O Comunicado do Conselho de Ministros do passado dia 25 dá conta da aprovação da Proposta de Lei que estabelece as bases da política de ambiente. O Comunicado refere o seguinte: «Esta Proposta de Lei, a submeter à Assembleia da República, estabelece as bases da política de ambiente, revogando a anterior Lei de Bases do Ambiente, aprovada pela Lei n.º 11/87, de 7 de Abril. Esta proposta de Lei aprova inovações na política do ambiente, nomeadamente através da introdução de novos princípios de direito do ambiente. Assim, em primeiro lugar, destaca-se a introdução do objectivo geral da sustentabilidade, a autonomização do princípio da precaução face ao princípio da prevenção e a consagração do princípio da integração, ou seja, o princípio de acordo com o qual a política pública de ambiente, dada a sua transversalidade, deve ser considerada na prossecução das restantes políticas públicas. Em segundo lugar, são reformuladas as componentes ambientais da política de ambiente, autonomizando-se o Mar e abandonado o componente Luz, procedendo-se, ainda, ao abandono do conceito de «componentes humanas», que é substituído pelo conceito de ameaças às componentes ambientais. Introduzem-se ainda novos conceitos, como os de alterações climáticas, sobre-exploração de recursos e perda de biodiversidade. Em terceiro lugar, são delimitadas as fronteiras entre a política do ambiente e as restantes políticas públicas, em especial em relação à política de ordenamento do território e urbanismo e à política do património cultural, bem como outras políticas sectoriais relevantes. Em quarto lugar, é destacada a influência crescente do Direito da União Europeia e do Direito Internacional na área do ambiente. Finalmente, são consagrados novos instrumentos da política de ambiente, como os instrumentos económicos e financeiros, os mecanismos de responsabilidade ambiental, a resposta a situações de passivos ambientais e de emergência ambiental».
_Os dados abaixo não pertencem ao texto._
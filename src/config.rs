//! Dispatcher configuration.
//!
//! Everything here is fixed at startup: the job set, the nominal phase
//! durations of the simulated transfer, the polling quantum, and the
//! lateness tolerance. Nothing is runtime-mutable once the loop starts.

use serde::{Deserialize, Serialize};

/// Declares one periodic job to be dispatched.
#[derive(Debug, Clone, PartialEq, Eq, Serialize, Deserialize)]
pub struct JobSpec {
    /// Unique job identifier.
    pub id: u32,
    /// Activation period in microseconds. Must be positive.
    pub period_us: i64,
}

impl JobSpec {
    /// Creates a job spec.
    pub fn new(id: u32, period_us: i64) -> Self {
        Self { id, period_us }
    }
}

/// Startup configuration for a [`Dispatcher`](crate::dispatch::Dispatcher).
///
/// Defaults mirror the reference sensor-bus deployment: 200 ms period,
/// 40 ms read + 40 ms send phases, 5 ms tolerance, 1 ms polling quantum.
/// The job set is empty by default and must be populated; an empty set is
/// a configuration error.
#[derive(Debug, Clone, PartialEq, Eq, Serialize, Deserialize)]
pub struct DispatcherConfig {
    /// Jobs to dispatch. Fixed for the process lifetime.
    pub jobs: Vec<JobSpec>,
    /// Nominal duration of the simulated read phase (µs).
    pub read_phase_us: i64,
    /// Nominal duration of the simulated send phase (µs).
    pub send_phase_us: i64,
    /// Idle sleep between polling cycles (µs). Must be positive.
    pub poll_quantum_us: i64,
    /// Maximum lateness still classified on-time (µs). Must be positive.
    pub tolerance_us: i64,
}

impl Default for DispatcherConfig {
    fn default() -> Self {
        Self {
            jobs: Vec::new(),
            read_phase_us: 40_000,
            send_phase_us: 40_000,
            poll_quantum_us: 1_000,
            tolerance_us: 5_000,
        }
    }
}

impl DispatcherConfig {
    /// Creates a configuration with the reference defaults and no jobs.
    pub fn new() -> Self {
        Self::default()
    }

    /// Adds a job.
    pub fn with_job(mut self, spec: JobSpec) -> Self {
        self.jobs.push(spec);
        self
    }

    /// Adds `count` jobs with ids `1..=count`, all sharing `period_us`.
    pub fn with_uniform_jobs(mut self, count: u32, period_us: i64) -> Self {
        for id in 1..=count {
            self.jobs.push(JobSpec::new(id, period_us));
        }
        self
    }

    /// Sets the simulated phase durations.
    pub fn with_phases(mut self, read_us: i64, send_us: i64) -> Self {
        self.read_phase_us = read_us;
        self.send_phase_us = send_us;
        self
    }

    /// Sets the polling quantum.
    pub fn with_poll_quantum(mut self, quantum_us: i64) -> Self {
        self.poll_quantum_us = quantum_us;
        self
    }

    /// Sets the lateness tolerance.
    pub fn with_tolerance(mut self, tolerance_us: i64) -> Self {
        self.tolerance_us = tolerance_us;
        self
    }
}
O texto integral do Comunicado do Conselho de Ministros pode ser consultado aqui.

Pacheco Torgal e Said Jalali preparam livro sobre eco-eficiência do betão

Os professores universitários Fernando Pacheco Torgal e Said Jalali, da Universidade do Minho, estão a preparar a edição de um livro internacional sobre a eco-eficiência do betão. Num e-mail enviado à redacção do Green Savers, Fernando Pacheco Torgal avançou que o livro chamar-se-á “Eco-efficient concrete”, terá 19 capítulos e vai envolver investigadores de mais de 10 países.O livro será publicado pela britânica WoodHead Publishing e o seu conteúdo vai abranger a análise do ciclo de vida do betão, os impactos ambientais do cimento Portland, a substituição parcial de cimento por vários subprodutos e resíduos, a substituição de agregados naturais por resíduos e os novos cimentos. A obra vai ainda abordar de que forma a nanotecnologia pode contribuir para a eco-eficiência do betão.Recorde dois outros livros publicados pelos autores: “Toxicity of building materials” e “Sustentabilidade dos materiais de construção”.“O conceito de eco-eficiência foi apresentado pela primeira vez, em 1991, pelo World Business Council for Sustainable Development (WBCSD), e compreende o desenvolvimento de produtos e serviços, com preços competitivos, que satisfazem as necessidades da espécie humana com qualidade de vida, enquanto progressivamente reduzem o seu impacto ecológico e o consumo de matérias-primas ao longo do seu ciclo de vida, até um nível compatível com a capacidade do Planeta”, revela Pacheco Torgal. O betão é o material mais consumido na Terra, sendo utilizado na execução de estruturas de edifícios, pontes, viadutos, barragens e ainda em produtos vários, representando quase 10 mil milhões de toneladas anuais. O seu constituinte mais poluente é o cimento Portland, que representa quase 80% das emissões de dióxido carbono do betão. Durante a produção de uma tonelada de clínquer de cimento Portland, produzem-se quase uma tonelada de CO2.